Dubbi sui costi della riduzione Iva e oneri di sistema – Non convince nemmeno la previsione delle coperture necessarie per ridurre al 5% l’Iva e perché l’authority di settore Arera possa mantenere in negativo gli oneri generali di sistema sul gas anche nell’ultimo scorcio dell’anno: per il governo bastano 1,8 miliardi ipotizzando che il prezzo unitario per un metro cubo di gas sia di 0,9 euro. Ma quello “parrebbe costituire il dato “storico” e non il valore previsionale del prezzo unitario nel trimestre considerato, che potrebbe risultare diverso in considerazione del trend al rialzo in atto”. Arera, che di recente ha modificato il metodo di aggiornamento dei prezzi per gli utenti ancora in regime di maggior tutela, annuncerà quello in vigore per ottobre solo alla fine dello stesso mese. Ma già per il terzo trimestre le condizioni fissate dall’autorità prevedevano un costo di 1,14 euro al metro cubo.

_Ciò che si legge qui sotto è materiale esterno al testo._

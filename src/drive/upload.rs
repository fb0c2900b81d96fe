//! 上传编排：平铺上传每个文件一个任务，文件夹上传使用固定数量的工作者。

use axum::body::Bytes;
use futures_util::{Stream, StreamExt};
use serde::Serialize;
use std::error::Error as StdError;
use std::io;
use std::path::{Component, Path, PathBuf};
use std::sync::Arc;
use tempfile::TempPath;
use tokio::fs::{self, File};
use tokio::io::AsyncWriteExt;
use tokio::sync::{Mutex, mpsc};
use tracing::{debug, info, warn};

use super::staging::{temp_file_in, write_atomically};
use super::{Drive, DriveError, PathGuard, display_path, ensure_dir};

/// A received file, spooled to disk and waiting to be written.
///
/// The spool file is removed when the upload is dropped, whether or not it
/// was saved.
#[derive(Debug)]
pub struct PendingUpload {
    /// Client-supplied name; may carry folder segments for folder uploads.
    pub name: String,
    pub size: u64,
    spool: TempPath,
}

#[derive(Debug, Clone, Serialize, PartialEq, Eq)]
pub struct UploadOutcome {
    pub name: String,
    #[serde(skip_serializing_if = "Option::is_none")]
    pub path: Option<String>,
    #[serde(skip_serializing_if = "Option::is_none")]
    pub size: Option<u64>,
    #[serde(skip_serializing_if = "Option::is_none")]
    pub error: Option<String>,
}

impl UploadOutcome {
    fn saved(name: String, path: &Path, size: u64) -> Self {
        Self {
            name,
            path: Some(display_path(path)),
            size: Some(size),
            error: None,
        }
    }

    fn failed(name: String, error: impl ToString) -> Self {
        Self {
            name,
            path: None,
            size: None,
            error: Some(error.to_string()),
        }
    }

    pub fn is_success(&self) -> bool {
        self.error.is_none()
    }
}

/// Itemized outcomes of a batch plus the aggregate failure flag.
#[derive(Debug, Clone, Serialize)]
pub struct UploadReport {
    pub outcomes: Vec<UploadOutcome>,
    pub all_failed: bool,
}

impl UploadReport {
    fn new(outcomes: Vec<UploadOutcome>) -> Self {
        let all_failed = !outcomes.is_empty() && outcomes.iter().all(|o| !o.is_success());
        Self {
            outcomes,
            all_failed,
        }
    }

    pub fn succeeded(&self) -> usize {
        self.outcomes.iter().filter(|o| o.is_success()).count()
    }
}

impl Drive {
    /// 把客户端上传流逐块写入暂存文件，内存中只保留当前块。
    pub async fn spool_upload<S, E>(
        &self,
        name: impl Into<String>,
        body: S,
    ) -> Result<PendingUpload, DriveError>
    where
        S: Stream<Item = Result<Bytes, E>>,
        E: Into<Box<dyn StdError + Send + Sync>>,
    {
        let name = name.into();
        let dir = &self.config.spool_dir;
        fs::create_dir_all(dir)
            .await
            .map_err(|err| DriveError::io("create spool directory", dir, err))?;
        let (mut file, spool) = temp_file_in(dir, ".vault-upload-".to_string()).await?;

        let mut body = std::pin::pin!(body);
        let mut size: u64 = 0;
        while let Some(chunk) = body.next().await {
            let chunk = chunk.map_err(|err| DriveError::UploadInterrupted {
                name: name.clone(),
                source: io::Error::other(err),
            })?;
            if chunk.is_empty() {
                continue;
            }
            file.write_all(&chunk)
                .await
                .map_err(|err| DriveError::io("spool upload", &spool, err))?;
            size += chunk.len() as u64;
        }
        file.flush()
            .await
            .map_err(|err| DriveError::io("spool upload", &spool, err))?;

        debug!(name, size, "upload spooled");
        Ok(PendingUpload { name, size, spool })
    }

    /// 平铺上传：每个文件一个任务，结果顺序与提交顺序一致。
    pub async fn upload_flat(
        &self,
        dest: &Path,
        files: Vec<PendingUpload>,
        overwrite: bool,
    ) -> Result<UploadReport, DriveError> {
        let dest = self.prepare_destination(dest, &files).await?;
        info!(dest = %dest.display(), count = files.len(), overwrite, "flat upload");

        let handles: Vec<_> = files
            .into_iter()
            .map(|file| {
                let name = file.name.clone();
                let guard = self.guard.clone();
                let dest = dest.clone();
                let handle =
                    tokio::spawn(async move { save_flat(&guard, &dest, file, overwrite).await });
                (name, handle)
            })
            .collect();

        // Slot i belongs to the i-th submitted file.
        let mut outcomes = Vec::with_capacity(handles.len());
        for (name, handle) in handles {
            let outcome = handle.await.unwrap_or_else(|err| {
                warn!(name, error = %err, "upload task failed");
                UploadOutcome::failed(name, format!("upload task failed: {err}"))
            });
            outcomes.push(outcome);
        }

        Ok(finish(&dest, outcomes))
    }

    /// 文件夹上传：保留相对路径，由固定数量的工作者并发写入，结果按完成顺序返回。
    pub async fn upload_folder(
        &self,
        dest: &Path,
        files: Vec<PendingUpload>,
        overwrite: bool,
    ) -> Result<UploadReport, DriveError> {
        let dest = self.prepare_destination(dest, &files).await?;
        let total = files.len();
        let workers = self.config.upload_workers.clamp(1, total);
        info!(dest = %dest.display(), count = total, workers, overwrite, "folder upload");

        let (job_tx, job_rx) = mpsc::channel::<PendingUpload>(total);
        let job_rx = Arc::new(Mutex::new(job_rx));
        let (done_tx, mut done_rx) = mpsc::channel::<UploadOutcome>(total);

        for worker in 0..workers {
            let jobs = job_rx.clone();
            let done = done_tx.clone();
            let guard = self.guard.clone();
            let dest = dest.clone();
            tokio::spawn(async move {
                loop {
                    let next = jobs.lock().await.recv().await;
                    let Some(file) = next else {
                        break;
                    };
                    let outcome = save_folder_entry(&guard, &dest, file, overwrite).await;
                    if done.send(outcome).await.is_err() {
                        break;
                    }
                }
                debug!(worker, "upload worker finished");
            });
        }
        drop(done_tx);

        for file in files {
            job_tx
                .send(file)
                .await
                .map_err(|_| DriveError::Internal("upload workers stopped".into()))?;
        }
        drop(job_tx);

        let mut outcomes = Vec::with_capacity(total);
        for _ in 0..total {
            match done_rx.recv().await {
                Some(outcome) => outcomes.push(outcome),
                None => break,
            }
        }
        if outcomes.len() != total {
            warn!(
                expected = total,
                received = outcomes.len(),
                "upload workers exited early"
            );
            return Err(DriveError::Internal(format!(
                "upload workers exited early: {} of {total} files reported",
                outcomes.len()
            )));
        }

        Ok(finish(&dest, outcomes))
    }

    async fn prepare_destination(
        &self,
        dest: &Path,
        files: &[PendingUpload],
    ) -> Result<PathBuf, DriveError> {
        if files.is_empty() {
            return Err(DriveError::InvalidArgument("no files provided".into()));
        }
        ensure_dir(&self.guard, dest).await
    }
}

fn finish(dest: &Path, outcomes: Vec<UploadOutcome>) -> UploadReport {
    let report = UploadReport::new(outcomes);
    if report.all_failed {
        warn!(dest = %dest.display(), count = report.outcomes.len(), "all uploads failed");
    } else {
        info!(
            dest = %dest.display(),
            succeeded = report.succeeded(),
            total = report.outcomes.len(),
            "upload finished"
        );
    }
    report
}

async fn save_flat(
    guard: &PathGuard,
    dest: &Path,
    file: PendingUpload,
    overwrite: bool,
) -> UploadOutcome {
    let Some(base_name) = flat_file_name(&file.name) else {
        return UploadOutcome::failed(
            file.name,
            DriveError::InvalidArgument("invalid file name".into()),
        );
    };
    let target = dest.join(base_name);
    match save_upload(guard, &target, &file, overwrite).await {
        Ok((path, written)) => UploadOutcome::saved(file.name, &path, written),
        Err(err) => {
            debug!(name = file.name, error = %err, "upload failed");
            UploadOutcome::failed(file.name, err)
        }
    }
}

async fn save_folder_entry(
    guard: &PathGuard,
    dest: &Path,
    file: PendingUpload,
    overwrite: bool,
) -> UploadOutcome {
    let relative = match relative_upload_path(&file.name) {
        Ok(relative) => relative,
        Err(err) => return UploadOutcome::failed(file.name, err),
    };
    let target = dest.join(relative);
    match save_upload(guard, &target, &file, overwrite).await {
        Ok((path, written)) => UploadOutcome::saved(file.name, &path, written),
        Err(err) => {
            debug!(name = file.name, error = %err, "upload failed");
            UploadOutcome::failed(file.name, err)
        }
    }
}

/// Moves one spooled upload to `target`, creating the parent on demand.
///
/// Content goes through a sibling temp file that is persisted only once
/// fully written; without `overwrite` the persist step refuses to replace
/// an existing file.
async fn save_upload(
    guard: &PathGuard,
    target: &Path,
    file: &PendingUpload,
    overwrite: bool,
) -> Result<(PathBuf, u64), DriveError> {
    let target = guard.check(target)?;
    if let Some(parent) = target.parent() {
        ensure_dir(guard, parent).await?;
    }
    if !overwrite && fs::try_exists(&target).await.unwrap_or(false) {
        return Err(DriveError::AlreadyExists(target));
    }

    let mut source = File::open(&file.spool)
        .await
        .map_err(|err| DriveError::io("read spooled upload", &file.spool, err))?;
    let written = write_atomically(&target, &mut source, overwrite).await?;
    Ok((target, written))
}

/// Final segment of a client file name; folder parts are dropped.
fn flat_file_name(name: &str) -> Option<String> {
    let normalized = name.replace('\\', "/");
    let base = normalized.rsplit('/').next()?.trim();
    single_segment(base).map(str::to_string)
}

/// Accepts `value` only when it is one plain path segment.
fn single_segment(value: &str) -> Option<&str> {
    if cfg!(windows) && value.contains(':') {
        return None;
    }
    let mut components = Path::new(value).components();
    match (components.next(), components.next()) {
        (Some(Component::Normal(_)), None) => Some(value),
        _ => None,
    }
}

/// Validates a folder-preserving relative name such as `a/b/c.txt`.
fn relative_upload_path(name: &str) -> Result<PathBuf, DriveError> {
    let normalized = name.trim().replace('\\', "/");
    let trimmed = normalized.trim_start_matches('/');
    let mut relative = PathBuf::new();
    for component in Path::new(trimmed).components() {
        match component {
            Component::Normal(segment) => {
                let segment = segment.to_string_lossy();
                let Some(segment) = single_segment(&segment) else {
                    return Err(DriveError::InvalidArgument(format!(
                        "invalid relative path: {name}"
                    )));
                };
                relative.push(segment);
            }
            Component::CurDir => continue,
            Component::ParentDir | Component::RootDir | Component::Prefix(_) => {
                return Err(DriveError::InvalidArgument(format!(
                    "invalid relative path: {name}"
                )));
            }
        }
    }
    if relative.as_os_str().is_empty() {
        return Err(DriveError::InvalidArgument("invalid file name".into()));
    }
    Ok(relative)
}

Rischio boomerang con lo stop agli aumenti sul mercato libero – Ciliegina sulla torta, un altro extra costo imprevisto potrebbe derivare dall’articolo 3, quello che fino al 30 aprile 2023 impedisce alle imprese fornitrici di energia elettrica e gas naturale di trasferire l’incremento dei prezzi di approvvigionamento agli utenti con contratti sul mercato libero. Misura benvenuta dai consumatori, che rischia però di trasformarsi in un boomerang. Al netto del fatto che le imprese coinvolte hanno scritto alla Commissione europea lamentando che la misura distorce il mercato, il rischio è che diversi operatori vadano gambe all’aria e debbano essere salvati a spese della collettività. “Andrebbe chiarito”, è l’avvertimento dei tecnici, “se tale misura possa determinare possibili alterazioni degli equilibri finanziari delle imprese in esame e, indirettamente, determinare i presupposti per futuri interventi finanziari a carico della finanza pubblica”. Allargando ulteriormente il buco.